## [Work item]
Among the entries, find the lines with the string "deadline" and copy them.

[Data records]
◆ ◆ ◆ ◆ ◆ ◆ ◆
//! First 20 Hours
//!
//! Command line entry point: runs the timer runtime against the in-process
//! backend and manages the configuration file.

use anyhow::{bail, Context, Result};
use clap::{Parser, Subcommand};
use first20_core::models::{Config, Timer};
use first20_core::storage::{init_data_dir, MemoryStore};
use first20_runtime::{ConfigManager, Runtime, RuntimeEvent, TimerEventType};
use std::fs;
use std::sync::Arc;
use tokio::time::{sleep, Duration, Instant};

#[derive(Parser, Debug)]
#[command(name = "first20")]
#[command(about = "First 20 Hours - practice timers for learning new skills", long_about = None)]
struct Args {
    /// Log level, overrides the configured one
    #[arg(short, long)]
    log_level: Option<String>,

    #[command(subcommand)]
    command: Command,
}

#[derive(Subcommand, Debug)]
enum Command {
    /// Sign up a demo user, create a timer and run its countdown
    Demo {
        /// How long to let the countdown run
        #[arg(long, default_value_t = 5)]
        seconds: u64,

        /// Tick period, overrides the configured one
        #[arg(long)]
        tick_millis: Option<u64>,
    },
    /// Show or change the configuration
    Config {
        #[command(subcommand)]
        action: ConfigAction,
    },
}

#[derive(Subcommand, Debug)]
enum ConfigAction {
    Show,
    Reset,
    SetTick { millis: u64 },
    SetLogLevel { level: String },
    SetBackend {
        #[arg(long)]
        url: Option<String>,
        #[arg(long)]
        anon_key: Option<String>,
    },
}

#[tokio::main]
async fn main() -> Result<()> {
    let args = Args::parse();

    let config_manager = ConfigManager::new().context("Failed to load configuration")?;
    let config = config_manager.get().await;

    let log_level = args.log_level.clone().unwrap_or_else(|| config.log_level.clone());
    init_logging(&log_level)?;

    match args.command {
        Command::Demo {
            seconds,
            tick_millis,
        } => {
            let mut config = config;
            if let Some(millis) = tick_millis {
                if millis == 0 {
                    bail!("Tick interval must be greater than 0");
                }
                config.countdown.tick_millis = millis;
            }
            run_demo(config, seconds).await
        }
        Command::Config { action } => run_config(&config_manager, action).await,
    }
}

fn init_logging(level: &str) -> Result<()> {
    let data_dir = init_data_dir()?;
    let log_file_path = data_dir.join("first20.log");

    let log_file = fs::OpenOptions::new()
        .create(true)
        .append(true)
        .open(&log_file_path)
        .with_context(|| format!("Failed to open {}", log_file_path.display()))?;

    // stdout stays readable, the file gets everything
    use tracing_subscriber::fmt::writer::MakeWriterExt;
    let stdout_writer = std::io::stdout.with_max_level(tracing::Level::INFO);
    let file_writer = log_file.with_max_level(tracing::Level::DEBUG);

    tracing_subscriber::fmt()
        .with_writer(stdout_writer.and(file_writer))
        .with_env_filter(level)
        .with_ansi(false)
        .init();

    tracing::debug!("Log file: {}", log_file_path.display());
    Ok(())
}

async fn run_config(manager: &ConfigManager, action: ConfigAction) -> Result<()> {
    let config = match action {
        ConfigAction::Show => manager.get().await,
        ConfigAction::Reset => manager.reset_to_default().await?,
        ConfigAction::SetTick { millis } => manager.set_tick_millis(millis).await?,
        ConfigAction::SetLogLevel { level } => manager.set_log_level(level).await?,
        ConfigAction::SetBackend { url, anon_key } => manager.set_backend(url, anon_key).await?,
    };

    println!("{}", serde_json::to_string_pretty(&config)?);
    Ok(())
}

async fn run_demo(config: Config, seconds: u64) -> Result<()> {
    let store = Arc::new(MemoryStore::new());
    let runtime = Runtime::new(store.clone(), &config);
    let mut events = runtime.subscribe();

    runtime.start().await?;

    let user = runtime
        .session()
        .register("Demo learner", "demo@first20.local", "practice", None)
        .await?;
    tracing::info!("Signed in as {} {}", user.emoji, user.name);
    let rt = &runtime;
    wait_until(move || async move { rt.collection().user_id().await.is_some() }).await?;

    let timer = Timer::new(
        "Learn Rust".to_string(),
        "Write a small CLI tool without looking things up".to_string(),
        vec![
            "Ownership and borrowing".to_string(),
            "Error handling".to_string(),
            "Async with tokio".to_string(),
        ],
        "The Rust Book, Rust by Example".to_string(),
    )?;
    let timer = runtime.collection().add(timer).await?;
    let timer_id = timer.id.as_str();
    wait_until(move || async move { rt.countdowns().is_mounted(timer_id).await }).await?;

    runtime.countdowns().start(&timer.id).await?;
    let deadline = Instant::now() + Duration::from_secs(seconds);

    loop {
        tokio::select! {
            _ = tokio::time::sleep_until(deadline) => break,
            event = events.recv() => {
                if let Ok(RuntimeEvent::Timer(event)) = event {
                    if let TimerEventType::Tick { time_left } = event.event_type {
                        let snapshot = runtime.countdowns().snapshot(&event.timer_id).await?;
                        println!("{}  {}s left", snapshot.display.as_clock(), time_left);
                    }
                }
            }
        }
    }

    runtime.countdowns().pause(&timer.id).await?;
    let stored = runtime
        .collection()
        .require(&timer.id)
        .await
        .context("Timer vanished from the collection")?;
    println!(
        "Paused \"{}\" with {} remaining ({} practiced)",
        stored.title,
        stored.format_short(),
        stored.practiced_seconds()
    );

    runtime.shutdown().await;
    Ok(())
}

async fn wait_until<F, Fut>(mut condition: F) -> Result<()>
where
    F: FnMut() -> Fut,
    Fut: std::future::Future<Output = bool>,
{
    for _ in 0..200 {
        if condition().await {
            return Ok(());
        }
        sleep(Duration::from_millis(10)).await;
    }
    bail!("Timed out waiting for the runtime")
}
◆ ◆ ◆ ◆ ◆ ◆ ◆
## [Result for this exercise]
    let deadline = Instant::now() + Duration::from_secs(seconds);
            _ = tokio::time::sleep_until(deadline) => break,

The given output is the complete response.